(Saved entries)

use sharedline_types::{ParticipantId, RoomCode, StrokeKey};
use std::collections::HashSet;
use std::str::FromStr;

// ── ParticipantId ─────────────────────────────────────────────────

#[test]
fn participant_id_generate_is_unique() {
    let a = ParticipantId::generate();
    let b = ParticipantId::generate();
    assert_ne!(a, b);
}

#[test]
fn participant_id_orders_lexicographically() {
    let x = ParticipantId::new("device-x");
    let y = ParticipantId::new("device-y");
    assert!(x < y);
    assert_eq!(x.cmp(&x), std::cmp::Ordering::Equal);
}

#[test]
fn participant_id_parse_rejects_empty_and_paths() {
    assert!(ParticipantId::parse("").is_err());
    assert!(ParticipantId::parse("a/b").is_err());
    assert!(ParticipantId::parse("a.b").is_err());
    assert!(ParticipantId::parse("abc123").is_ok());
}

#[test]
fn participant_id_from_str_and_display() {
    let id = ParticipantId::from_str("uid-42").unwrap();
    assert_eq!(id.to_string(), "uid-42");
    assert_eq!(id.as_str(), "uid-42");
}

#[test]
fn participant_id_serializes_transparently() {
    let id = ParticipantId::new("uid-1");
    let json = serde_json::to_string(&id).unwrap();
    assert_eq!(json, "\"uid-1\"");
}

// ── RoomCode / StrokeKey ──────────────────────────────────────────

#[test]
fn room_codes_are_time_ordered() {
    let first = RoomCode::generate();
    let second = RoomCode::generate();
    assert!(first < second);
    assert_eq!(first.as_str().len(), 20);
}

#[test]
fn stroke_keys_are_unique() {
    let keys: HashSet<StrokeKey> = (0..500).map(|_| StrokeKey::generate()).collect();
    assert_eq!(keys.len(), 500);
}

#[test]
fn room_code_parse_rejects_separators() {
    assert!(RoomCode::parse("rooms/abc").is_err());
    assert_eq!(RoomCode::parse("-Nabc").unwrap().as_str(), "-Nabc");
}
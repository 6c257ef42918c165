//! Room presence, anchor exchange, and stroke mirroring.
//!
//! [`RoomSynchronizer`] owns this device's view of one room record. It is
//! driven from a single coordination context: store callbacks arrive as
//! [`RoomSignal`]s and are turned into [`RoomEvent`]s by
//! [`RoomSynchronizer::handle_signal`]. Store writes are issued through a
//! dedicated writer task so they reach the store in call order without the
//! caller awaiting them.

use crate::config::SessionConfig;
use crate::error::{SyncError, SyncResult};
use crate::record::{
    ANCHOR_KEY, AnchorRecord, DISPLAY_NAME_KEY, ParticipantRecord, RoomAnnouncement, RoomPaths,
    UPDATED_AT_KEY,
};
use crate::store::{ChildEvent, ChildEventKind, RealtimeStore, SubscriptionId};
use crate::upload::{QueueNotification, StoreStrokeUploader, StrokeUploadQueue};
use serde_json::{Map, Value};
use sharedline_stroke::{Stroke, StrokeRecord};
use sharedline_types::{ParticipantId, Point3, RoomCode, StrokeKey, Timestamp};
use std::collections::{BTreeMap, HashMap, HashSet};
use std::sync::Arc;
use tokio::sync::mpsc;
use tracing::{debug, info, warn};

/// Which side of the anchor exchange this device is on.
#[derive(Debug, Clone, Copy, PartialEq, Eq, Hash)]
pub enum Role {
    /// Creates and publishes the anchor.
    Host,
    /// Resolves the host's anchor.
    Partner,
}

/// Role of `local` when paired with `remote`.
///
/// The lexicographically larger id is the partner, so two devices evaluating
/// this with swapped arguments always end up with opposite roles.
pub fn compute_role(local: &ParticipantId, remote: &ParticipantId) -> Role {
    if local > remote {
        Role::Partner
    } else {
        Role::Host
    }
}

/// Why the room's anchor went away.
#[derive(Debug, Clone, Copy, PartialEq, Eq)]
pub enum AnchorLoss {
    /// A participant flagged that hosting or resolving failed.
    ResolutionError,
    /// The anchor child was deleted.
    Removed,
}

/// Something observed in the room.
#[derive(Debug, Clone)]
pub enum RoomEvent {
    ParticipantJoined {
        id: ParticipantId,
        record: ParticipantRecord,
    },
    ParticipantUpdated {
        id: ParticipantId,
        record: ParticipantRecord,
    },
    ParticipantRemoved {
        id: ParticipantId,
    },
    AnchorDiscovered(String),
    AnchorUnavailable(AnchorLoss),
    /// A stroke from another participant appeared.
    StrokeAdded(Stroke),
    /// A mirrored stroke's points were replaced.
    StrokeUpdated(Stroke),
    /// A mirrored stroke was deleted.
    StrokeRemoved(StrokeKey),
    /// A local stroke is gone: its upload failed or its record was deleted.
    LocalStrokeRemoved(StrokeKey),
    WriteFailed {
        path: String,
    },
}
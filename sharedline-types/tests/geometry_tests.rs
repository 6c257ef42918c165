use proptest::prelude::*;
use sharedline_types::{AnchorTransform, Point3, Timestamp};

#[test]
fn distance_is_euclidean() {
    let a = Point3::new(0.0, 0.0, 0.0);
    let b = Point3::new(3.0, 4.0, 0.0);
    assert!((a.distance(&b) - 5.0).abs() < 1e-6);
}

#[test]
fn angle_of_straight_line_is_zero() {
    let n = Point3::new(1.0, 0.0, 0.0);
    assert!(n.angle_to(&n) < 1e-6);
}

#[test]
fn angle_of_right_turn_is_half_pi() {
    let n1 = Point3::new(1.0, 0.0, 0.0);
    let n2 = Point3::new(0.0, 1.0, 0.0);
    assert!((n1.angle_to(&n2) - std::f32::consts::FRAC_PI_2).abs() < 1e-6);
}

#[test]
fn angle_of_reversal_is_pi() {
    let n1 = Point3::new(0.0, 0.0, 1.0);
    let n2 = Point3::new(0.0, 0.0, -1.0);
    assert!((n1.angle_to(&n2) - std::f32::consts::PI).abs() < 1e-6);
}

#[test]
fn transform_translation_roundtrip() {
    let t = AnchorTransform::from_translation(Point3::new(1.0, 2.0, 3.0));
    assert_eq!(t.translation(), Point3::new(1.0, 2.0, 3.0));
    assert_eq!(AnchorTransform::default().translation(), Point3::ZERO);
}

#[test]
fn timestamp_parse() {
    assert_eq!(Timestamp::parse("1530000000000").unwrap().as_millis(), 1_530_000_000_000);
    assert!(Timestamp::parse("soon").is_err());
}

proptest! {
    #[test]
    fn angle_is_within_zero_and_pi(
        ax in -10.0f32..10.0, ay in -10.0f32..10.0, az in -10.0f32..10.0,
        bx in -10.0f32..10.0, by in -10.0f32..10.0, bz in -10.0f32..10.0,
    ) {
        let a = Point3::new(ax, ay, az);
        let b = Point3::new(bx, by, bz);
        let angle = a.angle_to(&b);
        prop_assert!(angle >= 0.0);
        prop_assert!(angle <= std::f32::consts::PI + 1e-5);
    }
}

» **Work order**: Filter the data above down to lines with the word "this", and copy them.

» **Answer box**:
//! [`RoomSynchronizer`] owns this device's view of one room record. It is
/// Which side of the anchor exchange this device is on.
/// this with swapped arguments always end up with opposite roles.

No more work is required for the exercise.